So which one would u prefer?

Daniel.
 
  • #3
Ratzinger said:
Why do components and basis vectors transform under Lorentz transformation differently (inverse Lorentz for basis), whereas for orthogonal transformation components and basis are transformed by same matrix?

Thank you
I´m quite surprised that you want follow the dictatorship of relativism by tranforming even the basis. I expected you to rather conserve absolute values.
o:)
 
  • #4
Well,that's the correct way to do it.Mathematcally.Physicists are rather sloppy,here,i must say,because are usually interested in how the commponents of (pseudo)tensors behave when a change of noninertial reference frames is done...They have no use for the transformation laws of the basis (co)vectors.

Daniel.
 
  • #5
Ratzinger said:
Why do components and basis vectors transform under Lorentz transformation differently (inverse Lorentz for basis), whereas for orthogonal transformation components and basis are transformed by same matrix?

Thank you

The basis and the components ony transform in the same manner for a very special set of coordinates - orthonormal coordinates to be precise.

Probably the very simplest way to see why coordinates and vectors transform differently is to look at what happens when you double the length of the basis vector. It should be easy to see that if you double the basis vector, you halve the coordinate value, and vica-versa. That is why coordinates and basis vectors transform differently (oppositely).

Note that when you double one of the basis vectors, you are no longer in an orthonormal basis (you are orthogonal, but not normal).
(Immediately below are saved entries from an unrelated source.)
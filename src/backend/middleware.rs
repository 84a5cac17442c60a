// Copyright 2026 BadCompany
//
// Licensed under the Apache License, Version 2.0 (the "License");
// you may not use this file except in compliance with the License.
// You may obtain a copy of the License at
//
//     http://www.apache.org/licenses/LICENSE-2.0
//
// Unless required by applicable law or agreed to in writing, software
// distributed under the License is distributed on an "AS IS" BASIS,
// WITHOUT WARRANTIES OR CONDITIONS OF ANY KIND, either express or implied.
// See the License for the specific language governing permissions and
// limitations under the License.

//! Backend call timing.

use crate::core::traits::BackendResult;
use std::future::Future;
use std::time::Instant;
use tracing::{error, info};

/// Await one backend operation, logging its duration and outcome.
pub async fn timed<T, F>(operation: &'static str, call: F) -> BackendResult<T>
where
    F: Future<Output = BackendResult<T>>,
{
    let started = Instant::now();
    let result = call.await;
    let duration_ms = started.elapsed().as_millis() as u64;

    match &result {
        Ok(_) => info!(operation, duration_ms, "Backend call succeeded"),
        Err(e) => error!(operation, duration_ms, error = %e, "Backend call failed"),
    }
    result
}
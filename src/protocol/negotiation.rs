// Copyright 2026 BadCompany
//
// Licensed under the Apache License, Version 2.0 (the "License");
// you may not use this file except in compliance with the License.
// You may obtain a copy of the License at
//
//     http://www.apache.org/licenses/LICENSE-2.0
//
// Unless required by applicable law or agreed to in writing, software
// distributed under the License is distributed on an "AS IS" BASIS,
// WITHOUT WARRANTIES OR CONDITIONS OF ANY KIND, either express or implied.
// See the License for the specific language governing permissions and
// limitations under the License.

//! Protocol version negotiation.
//!
//! The server echoes any version it supports and otherwise answers with the
//! latest one, leaving the client to decide whether to continue.

use tracing::info;

/// Supported protocol revisions, oldest first.
pub const SUPPORTED_VERSIONS: [&str; 3] = ["2024-11-05", "2025-03-26", "2025-06-18"];

pub const LATEST_VERSION: &str = SUPPORTED_VERSIONS[SUPPORTED_VERSIONS.len() - 1];

pub struct HandshakeManager;

impl HandshakeManager {
    /// Pick the protocol version to answer `initialize` with.
    pub fn negotiate(client_version: &str) -> &'static str {
        match SUPPORTED_VERSIONS.iter().find(|v| **v == client_version) {
            Some(version) => version,
            None => {
                info!(
                    "Unknown version '{}', answering with {}",
                    client_version, LATEST_VERSION
                );
                LATEST_VERSION
            }
        }
    }
}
So there is nothing special about the Lorentz transform - in general ALL coordinates transform differently than basis vectors. (Orthonormal coordinate systems are the exception - of course, they are a very common and important exception).
 

FAQ: Components and basis transform differently

What is the difference between components and basis transformations?

Components refer to the individual parts or elements that make up a larger system, while basis transformations are mathematical operations that change the coordinate system used to represent a vector or matrix. In other words, components are the building blocks of a system, while basis transformations are a way to change the perspective from which we view those components.
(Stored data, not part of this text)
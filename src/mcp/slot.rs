// Copyright 2026 BadCompany
//
// Licensed under the Apache License, Version 2.0 (the "License");
// you may not use this file except in compliance with the License.
// You may obtain a copy of the License at
//
//     http://www.apache.org/licenses/LICENSE-2.0
//
// Unless required by applicable law or agreed to in writing, software
// distributed under the License is distributed on an "AS IS" BASIS,
// WITHOUT WARRANTIES OR CONDITIONS OF ANY KIND, either express or implied.
// See the License for the specific language governing permissions and
// limitations under the License.

//! One-shot HTTP response slot for the POST channel.
//!
//! Every POST owns one slot. Whatever path finishes first fills it and every
//! later fill is rejected, so the handler can never write two responses.

use axum::response::Response;
use std::sync::Mutex;
use tokio::sync::oneshot;

pub struct ResponseSlot {
    tx: Mutex<Option<oneshot::Sender<Response>>>,
}

impl ResponseSlot {
    pub fn new() -> (Self, oneshot::Receiver<Response>) {
        let (tx, rx) = oneshot::channel();
        (
            Self {
                tx: Mutex::new(Some(tx)),
            },
            rx,
        )
    }

    /// Deliver the response. Returns false if the slot was already filled.
    pub fn fill(&self, response: Response) -> bool {
        let sender = self.tx.lock().unwrap_or_else(|e| e.into_inner()).take();
        match sender {
            Some(tx) => {
                // The receiver may be gone if the client hung up; the slot still counts as used.
                let _ = tx.send(response);
                true
            }
            None => false,
        }
    }

    pub fn is_filled(&self) -> bool {
        self.tx.lock().unwrap_or_else(|e| e.into_inner()).is_none()
    }
}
How do components and basis transformations relate to each other?

Components can be represented in different coordinate systems, and basis transformations are used to convert between those systems. For example, a vector can have different components when represented in Cartesian coordinates versus polar coordinates. Basis transformations allow us to switch between these representations.

Why is it important to understand the difference between components and basis transformations?

Understanding the difference between components and basis transformations is crucial in many fields of science and engineering, particularly in physics and mathematics. It allows us to accurately describe and analyze complex systems and make predictions based on different perspectives or coordinate systems.

What are some common applications of basis transformations?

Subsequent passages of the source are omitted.